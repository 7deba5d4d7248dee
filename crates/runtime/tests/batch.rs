use std::sync::Arc;

use game_content::StaticMap;
use game_core::{GameConfig, MapOracle};
use runtime::{AgentConfig, BatchConfig, MemoryAgentLog, RuntimeError, run_batch};

fn skeld() -> Arc<dyn MapOracle> {
    Arc::new(StaticMap::skeld())
}

#[tokio::test]
async fn batch_runs_independent_games_in_order() {
    let log = Arc::new(MemoryAgentLog::new());
    let config = BatchConfig::new(
        5,
        GameConfig::five_member().with_seed(500),
        AgentConfig::default(),
    )
    .with_max_concurrent(2);

    let summaries = run_batch(config, skeld(), log.clone(), None).await.unwrap();

    let indices: Vec<usize> = summaries.iter().map(|s| s.game_index).collect();
    assert_eq!(indices, vec![1, 2, 3, 4, 5]);
    for summary in &summaries {
        assert_eq!(summary.seed, 500 + summary.game_index as u64);
        assert_eq!(summary.impostors.len(), 1);
    }

    let records = log.records().unwrap();
    for index in 1..=5 {
        assert!(records.iter().any(|record| record.game_index == index));
    }
}

#[tokio::test]
async fn batch_matches_single_games() {
    let game = GameConfig::seven_member().with_seed(40);
    let batch = run_batch(
        BatchConfig::new(2, game.clone(), AgentConfig::default()),
        skeld(),
        Arc::new(MemoryAgentLog::new()),
        None,
    )
    .await
    .unwrap();

    let mut single = runtime::Game::builder()
        .index(2)
        .config(game.with_seed(42))
        .map(skeld())
        .build()
        .unwrap();
    assert_eq!(single.run().await.unwrap(), batch[1]);
}

#[tokio::test]
async fn llm_batch_without_client_fails_fast() {
    let result = run_batch(
        BatchConfig::new(2, GameConfig::five_member(), AgentConfig::impostor_llm()),
        skeld(),
        Arc::new(MemoryAgentLog::new()),
        None,
    )
    .await;
    assert!(matches!(
        result,
        Err(RuntimeError::CompletionClientMissing { .. })
    ));
}
//! Runtime wrapper around static game content oracles.
//!
//! The map is immutable once loaded and shared by every game of a batch; the
//! [`OracleManager`] builds [`game_core::GameEnv`] snapshots on demand. Dynamic
//! state lives in each game's [`game_core::GameState`].
use std::sync::Arc;

use game_content::StaticMap;
use game_core::{GameEnv, MapOracle, PcgRng, RngOracle};

/// Manages the oracle implementations of one game.
#[derive(Clone)]
pub struct OracleManager {
    pub(crate) map: Arc<dyn MapOracle>,
    pub(crate) rng: PcgRng,
}

impl OracleManager {
    pub fn new(map: Arc<dyn MapOracle>) -> Self {
        Self {
            map,
            rng: PcgRng, // PcgRng is stateless
        }
    }

    /// The built-in Skeld layout.
    pub fn skeld() -> Self {
        Self::new(Arc::new(StaticMap::skeld()))
    }

    /// Converts oracle manager into GameEnv for game-core
    pub fn as_game_env(&self) -> GameEnv<'_> {
        let rng: &dyn RngOracle = &self.rng;
        GameEnv::with_all(self.map.as_ref(), rng)
    }

    pub fn map(&self) -> &Arc<dyn MapOracle> {
        &self.map
    }
}

impl Default for OracleManager {
    fn default() -> Self {
        Self::skeld()
    }
}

####

__Task prompt__. Having read the entries, repeat them all exactly.

__Solution to this problem__.
repository 7deba5d4d7248dee
filename crates/runtime/tests/batch.rs
use std::sync::Arc;

use game_content::StaticMap;
use game_core::{GameConfig, MapOracle};
use runtime::{AgentConfig, BatchConfig, MemoryAgentLog, RuntimeError, run_batch};

fn skeld() -> Arc<dyn MapOracle> {
    Arc::new(StaticMap::skeld())
}

#[tokio::test]
async fn batch_runs_independent_games_in_order() {
    let log = Arc::new(MemoryAgentLog::new());
    let config = BatchConfig::new(
        5,
        GameConfig::five_member().with_seed(500),
        AgentConfig::default(),
    )
    .with_max_concurrent(2);

    let summaries = run_batch(config, skeld(), log.clone(), None).await.unwrap();

    let indices: Vec<usize> = summaries.iter().map(|s| s.game_index).collect();
    assert_eq!(indices, vec![1, 2, 3, 4, 5]);
    for summary in &summaries {
        assert_eq!(summary.seed, 500 + summary.game_index as u64);
        assert_eq!(summary.impostors.len(), 1);
    }

    let records = log.records().unwrap();
    for index in 1..=5 {
        assert!(records.iter().any(|record| record.game_index == index));
    }
}

#[tokio::test]
async fn batch_matches_single_games() {
    let game = GameConfig::seven_member().with_seed(40);
    let batch = run_batch(
        BatchConfig::new(2, game.clone(), AgentConfig::default()),
        skeld(),
        Arc::new(MemoryAgentLog::new()),
        None,
    )
    .await
    .unwrap();

    let mut single = runtime::Game::builder()
        .index(2)
        .config(game.with_seed(42))
        .map(skeld())
        .build()
        .unwrap();
    assert_eq!(single.run().await.unwrap(), batch[1]);
}

#[tokio::test]
async fn llm_batch_without_client_fails_fast() {
    let result = run_batch(
        BatchConfig::new(2, GameConfig::five_member(), AgentConfig::impostor_llm()),
        skeld(),
        Arc::new(MemoryAgentLog::new()),
        None,
    )
    .await;
    assert!(matches!(
        result,
        Err(RuntimeError::CompletionClientMissing { .. })
    ));
}
//! Runtime wrapper around static game content oracles.
//!
//! The map is immutable once loaded and shared by every game of a batch; the
//! [`OracleManager`] builds [`game_core::GameEnv`] snapshots on demand. Dynamic
//! state lives in each game's [`game_core::GameState`].
use std::sync::Arc;

use game_content::StaticMap;
use game_core::{GameEnv, MapOracle, PcgRng, RngOracle};

/// Manages the oracle implementations of one game.
#[derive(Clone)]
pub struct OracleManager {
    pub(crate) map: Arc<dyn MapOracle>,
    pub(crate) rng: PcgRng,
}

impl OracleManager {
    pub fn new(map: Arc<dyn MapOracle>) -> Self {
        Self {
            map,
            rng: PcgRng, // PcgRng is stateless
        }
    }

    /// The built-in Skeld layout.
    pub fn skeld() -> Self {
        Self::new(Arc::new(StaticMap::skeld()))
    }

    /// Converts oracle manager into GameEnv for game-core
    pub fn as_game_env(&self) -> GameEnv<'_> {
        let rng: &dyn RngOracle = &self.rng;
        GameEnv::with_all(self.map.as_ref(), rng)
    }

    pub fn map(&self) -> &Arc<dyn MapOracle> {
        &self.map
    }
}

impl Default for OracleManager {
    fn default() -> Self {
        Self::skeld()
    }
}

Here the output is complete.